Risposta alla terza domanda
Purtroppo non siamo in grado di dare informazioni sui due casi di cui parla la domanda. È partita una iniziativa da parte della Società Italiana FC (SIFC) che cerca di capire per grandi linee la situazione delle persone con FC in Italia attraverso una inchiesta presso i Centri: ne daremo notizia appena sapremo qualcosa. Tuttavia, da contatti con i medici di alcuni centri italiani FC e da qualche notizia raccolta fuori confine, ci siamo fatti l’idea che Covid-19 non coinvolga in maniera significativa la popolazione FC, sia come contagiosità che come gravità. È partita anche una indagine europea per iniziativa dell’associazione CF Europe in collaborazione con la Società Europea FC (ECFS). Inoltre, è di 2 giorni orsono un breve videomessaggio del presidente della CF Foundation americana (CFF), Mike Boyle, in cui si parla di 40 pazienti con FC in giro per il mondo che hanno contratto il virus, 8 dei quali residenti negli Stati Uniti: quasi tutti sarebbero a casa loro e in buone condizioni, solo due sarebbero ricoverati con una FEV1 intorno a 20% e uno deceduto.

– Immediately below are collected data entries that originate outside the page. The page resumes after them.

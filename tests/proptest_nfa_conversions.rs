//! Property-based tests for the NFA conversions.
//!
//! Each conversion claims to preserve the recognized language; the original
//! automaton's own acceptance check is the oracle. Random automata include
//! epsilon transitions (and therefore epsilon cycles), multiple initial
//! states, and unreachable states.

use libchomsky::prelude::*;
use proptest::prelude::*;

const SYMBOLS: [char; 2] = ['a', 'b'];

/// Random NFAs over {a, b} with up to five states. Transitions may be
/// epsilon, so cycles of silent moves arise regularly.
fn arb_nfa() -> impl Strategy<Value = Nfa<u32, char>> {
    (1u32..=5).prop_flat_map(|n| {
        let transitions =
            prop::collection::vec((0..n, prop::option::of(0usize..SYMBOLS.len()), 0..n), 0..14);
        let initial = prop::collection::vec(0..n, 1..=2);
        let accepting = prop::collection::vec(0..n, 0..=3);
        (Just(n), transitions, initial, accepting).prop_map(
            |(n, transitions, initial, accepting)| {
                let mut builder = NfaBuilder::new().with_states(0..n).with_symbols(SYMBOLS);
                for state in initial {
                    builder = builder.with_initial(state);
                }
                for state in accepting {
                    builder = builder.with_accepting(state);
                }
                for (from, symbol, to) in transitions {
                    builder = match symbol {
                        Some(i) => builder.with_transition(from, SYMBOLS[i], to),
                        None => builder.with_epsilon_transition(from, to),
                    };
                }
                builder.build().unwrap()
            },
        )
    })
}

fn arb_word() -> impl Strategy<Value = Vec<char>> {
    prop::collection::vec(prop::sample::select(SYMBOLS.to_vec()), 0..=6)
}

proptest! {
    #[test]
    fn epsilon_removal_preserves_the_language(nfa in arb_nfa(), word in arb_word()) {
        let converted = EpsilonRemoval::new().apply(&nfa);
        prop_assert!(converted.transitions().all(|(_, t)| !t.is_epsilon()));
        prop_assert_eq!(converted.accepts(&word), nfa.accepts(&word));
    }

    #[test]
    fn power_set_construction_preserves_the_language(nfa in arb_nfa(), word in arb_word()) {
        let dfa = PowerSetConstruction::new().apply(&nfa);
        prop_assert!(dfa.is_deterministic());
        prop_assert!(dfa.is_total());
        prop_assert_eq!(dfa.accepts(&word), nfa.accepts(&word));
    }

    #[test]
    fn single_initial_state_preserves_the_language(nfa in arb_nfa(), word in arb_word()) {
        let converted = SingleInitialState::new().apply(&nfa.labeled());
        prop_assert_eq!(converted.initial_states().len(), 1);
        prop_assert_eq!(converted.accepts(&word), nfa.accepts(&word));
    }

    #[test]
    fn reachability_pruning_preserves_the_language(nfa in arb_nfa(), word in arb_word()) {
        let converted = ReachableOnly::new().apply(&nfa);
        prop_assert_eq!(converted.reachable_states().len(), converted.states().len());
        prop_assert_eq!(converted.accepts(&word), nfa.accepts(&word));
    }

    #[test]
    fn minimization_preserves_the_language_of_determinized_input(
        nfa in arb_nfa(),
        word in arb_word(),
    ) {
        // The subset construction guarantees the precondition.
        let dfa = PowerSetConstruction::new().apply(&nfa);
        let minimal = Minimization::new().apply(&dfa).unwrap();
        prop_assert!(minimal.states().len() <= dfa.states().len());
        prop_assert_eq!(minimal.accepts(&word), nfa.accepts(&word));
    }

    #[test]
    fn minimization_is_idempotent(nfa in arb_nfa()) {
        let dfa = PowerSetConstruction::new().apply(&nfa);
        let once = Minimization::new().apply(&dfa).unwrap();
        let conversion = Minimization::new();
        prop_assert!(conversion.is_redundant(&once));
        prop_assert_eq!(conversion.apply(&once).unwrap(), once);
    }

    #[test]
    fn executor_and_stepper_agree(nfa in arb_nfa(), word in arb_word()) {
        let eager = Executor::new(&nfa, &word).run();
        let bounded = AutomatonStepper::new(&nfa, &word).run(10_000);
        prop_assert_eq!(bounded, Some(eager));
    }

    #[test]
    fn determinacy_faults_are_complete(nfa in arb_nfa()) {
        // A fault-free report means every (state, symbol) pair has exactly
        // one successor and there are no epsilon transitions.
        let faults = nfa.check_determinacy();
        if faults.is_empty() {
            prop_assert!(nfa.transitions().all(|(_, t)| !t.is_epsilon()));
            for state in nfa.states() {
                for symbol in nfa.alphabet() {
                    let count = nfa
                        .transitions_from(state)
                        .iter()
                        .filter(|t| t.symbol() == Some(symbol))
                        .count();
                    prop_assert_eq!(count, 1);
                }
            }
        }
    }
}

Risposta alla quarta domanda
Certamente la pressione di eventi come quello che stiamo vivendo alimenta la creatività scientifica e può essere occasione di importanti scoperte. Forse gli sviluppi più a portata di mano sono quelli relativi a contenere la risposta infiammatoria, responsabile della grave polmonite interstiziale che colpisce alcuni soggetti contagiati dal virus. Ricordiamo che si stanno valutando con adeguati trial clinici il tucilizumab, che è un anticorpo monoclonale capace di neutralizzare un importante mediatore dell’infiammazione, l’interleukina-6 (IL-6), impiegato già con successo nell’artrite reumatoide. Un altro importante farmaco, che agisce contro un’altra interleukina, è l’anakinra, pure impiegato nell’artrite reumatoide, viene sperimentato in soggetti con polmonite da Covid-19. Merita ricordare che questo farmaco ha dato risultati interessanti come antinfiammatorio su cellule FC tramite progetti FFC (1, 2) e ora è in corso di sperimentazione clinica non soltanto su soggetti Covid-19 ma anche in pazienti FC senza infezione Covid-19.
Infine, l’idea di usare il Coronavirus modificato con ingegneria genetica (cioè privato della sua capacità aggressiva) come vettore di varie forme di terapia genica non è tanto aleatoria, trattandosi di un virus con spiccato tropismo (tendenza specifica a invadere certe cellule) per le cellule respiratorie. Già si sono utilizzati altri virus a tale scopo, anche nei tentativi di terapia genica FC: ad esempio l’Adenovirus, il virus adeno-associato, i Lentivirus.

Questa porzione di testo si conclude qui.